I was trying to get my boy to wear his elbow pads and knee pads when skateboarding at the skate park. I had made it a point to show him all of my PPE I put on while I was mowing and doing other yard tasks with him. I thought I finally got through to him as he began to try out the skateboarding PPE!

Later that day I drove him to our new, local skate park where the town had converted old tennis courts with ramps, verts and other obstacles for tricks. This place was quite popular with many of his pre-teen friends who would huddle together watching the older kids, high schoolers and college kids, do tricks that they were scared to try.

I hung around a little, hiding behind the bleachers to investigate this scene. These older ‘cool’ kids of my son’s admiration were not wearing elbow pads or knee pads! Much less, they didn’t wear helmets AND they spit and cussed! Soon there were a bunch of pre-teen kids, including my son, spitting and cussing as they attempted their amateur kicks and slides.

It hit me. My boy wanted to fit in, he wanted to be part of the “in” group. He saw how the older kids treated the younger kids who wore pads. They were put in the “out” group, made fun of as ‘dorks’ and ostracized. No kid allowed themselves to be seen hanging out with these kids deemed ‘uncool.’ Right there in front of my eyes was a kid, skating alone, who had been friends with my son’s crew since childhood, all because he was laden with ill fitting, abominable pads. My son, instead, decided to mimic the cool kids and ditched his pads.

Who are the cool kids at your worksite? Is it YOU, the PPE laden vestibule of virtue and wisdom? No offense but I highly doubt it. You might as well go to the costume shop, buy some fairy wings and a halo before walking out in front of the workforce. Regardless, you and your leaders (if they are mindful of their actions) often go out and earnestly try to influence worker behavior.

If you are not the cool kid, then who is? My bet is that you could go through each department and pick out the most influential of the bunch. Social Psychologists call these folks the ‘Popular Opinion Leader’. While they may have no real power, their opinion can run the shop. They are a direct indicator of your safety culture in their department.

Unfortunately some opinion leaders are the Citizens Against Virtually Everything (the CAVE Dweller) holding court after the manager leaves cutting small jokes about how no one was going to comply with requests or calling out the new procedure as the ‘flavor of the month’. Behind the scenes they use these sly verbal tactics to build team resistance to engaging the safety systems and initiatives often suggesting how to get around compliance without getting caught or in trouble. They are against everything brought up by management almost as a knee-jerk reaction.
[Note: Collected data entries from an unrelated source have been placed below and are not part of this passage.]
//! Provider Adapters Module
//!
//! 供应商适配器模块，把统一的对话请求映射到不同上游的请求格式，
//! 并把上游各异的响应结构归一为一段纯文本回复。
//!
//! ## 模块结构
//! - `adapter`: 定义 `ProviderAdapter` trait
//! - `auth`: 认证信息
//! - `openai_compat`: 固定地址的 OpenAI 兼容适配器（SiliconFlow）
//! - `ragflow`: RAGFlow 适配器与资源发现
//! - `normalize`: 响应归一化

mod adapter;
mod auth;
pub mod normalize;
mod openai_compat;
pub mod ragflow;

pub use adapter::ProviderAdapter;
pub use auth::AuthInfo;
pub use openai_compat::OpenAiCompatAdapter;
pub use ragflow::{RagFlowAdapter, ResolvedEndpoint, ResourceKind};

/// 供应商类型枚举
///
/// 由请求中的 `provider` 字段决定走固定地址路径还是 RAGFlow 发现路径。
#[derive(Debug, Clone, Copy, Default, PartialEq, Eq)]
pub enum ProviderKind {
    /// 硅基流动（OpenAI 兼容接口，固定地址）
    #[default]
    SiliconFlow,
    /// 自托管 RAGFlow（需要先发现 chat / agent 资源）
    RagFlow,
}

impl ProviderKind {
    /// 从请求字段解析供应商
    ///
    /// 未提供或无法识别的值都回落到默认供应商。
    pub fn from_request(value: Option<&str>) -> Self {
        match value {
            None => Self::default(),
            Some(raw) => raw.parse().unwrap_or_else(|_| {
                log::debug!("[Router] 未知 provider '{raw}'，使用默认供应商");
                Self::default()
            }),
        }
    }

    pub fn as_str(&self) -> &'static str {
        match self {
            ProviderKind::SiliconFlow => "siliconflow",
            ProviderKind::RagFlow => "ragflow",
        }
    }
}

impl std::fmt::Display for ProviderKind {
    fn fmt(&self, f: &mut std::fmt::Formatter<'_>) -> std::fmt::Result {
        write!(f, "{}", self.as_str())
    }
}

impl std::str::FromStr for ProviderKind {
    type Err = String;

    fn from_str(s: &str) -> Result<Self, Self::Err> {
        match s {
            "siliconflow" => Ok(ProviderKind::SiliconFlow),
            "ragflow" => Ok(ProviderKind::RagFlow),
            _ => Err(format!("Invalid provider: {s}")),
        }
    }
}

#[cfg(test)]
mod tests {
    use super::*;

    #[test]
    fn test_provider_kind_from_str() {
        assert_eq!(
            "siliconflow".parse::<ProviderKind>().unwrap(),
            ProviderKind::SiliconFlow
        );
        assert_eq!(
            "ragflow".parse::<ProviderKind>().unwrap(),
            ProviderKind::RagFlow
        );
        assert!("openai".parse::<ProviderKind>().is_err());
    }

    #[test]
    fn test_provider_kind_from_request_falls_back_to_default() {
        assert_eq!(ProviderKind::from_request(None), ProviderKind::SiliconFlow);
        assert_eq!(
            ProviderKind::from_request(Some("something-else")),
            ProviderKind::SiliconFlow
        );
        // 与原有客户端保持一致：大小写敏感
        assert_eq!(
            ProviderKind::from_request(Some("RAGFlow")),
            ProviderKind::SiliconFlow
        );
        assert_eq!(
            ProviderKind::from_request(Some("ragflow")),
            ProviderKind::RagFlow
        );
    }

    #[test]
    fn test_provider_kind_display() {
        assert_eq!(ProviderKind::RagFlow.to_string(), "ragflow");
        assert_eq!(ProviderKind::SiliconFlow.to_string(), "siliconflow");
    }
}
CAVE tactics are cunning and evasive. During meetings they suck the wind out of the conversation by bringing up old grievances from many years ago taking the meeting down the rabbit hole with no bottom. Cracking jokes and having loud side conversations minimize the importance of the meeting. They may just stay quiet, arms folded during the meeting and then hold their own meeting afterward. When forced to comply with management processes they promote pencil whipping suggesting folks fill out the forms without really doing anything yet being sure not to reveal anything that will draw attention.

CAVE dwellers know how to complain to the right manager to get deadlines pushed back long enough until the next flavor of the month arrives. Even some subterfuge is used to promote their agenda by causing some type of upset in production to draw attention away from other issues, filing trivial grievances with the union, or getting folks to call-in absent on critical shifts during rollout of initiatives. I’ve actually been quite amazed with some of the innovation in CAVE tactics I’ve seen over the years! Smart folks.

Doing these tactics alone is not as impactful as getting others to join in. They will attempt to use their status to pull the rest of the team over into the CAVE. Sometimes they are unsuccessful recruiting their peers and they stand proudly in singular defiance amusing the others. Too often, however, a crafty CAVE Dweller will recruit a whole CAVE full of people. Most on the crew will not actively join the CAVE but are perfectly content to sit back and let the CAVE put up their resistance. Heck, why not, less work for them.

Where is the CAVE full of the cool kids at your site?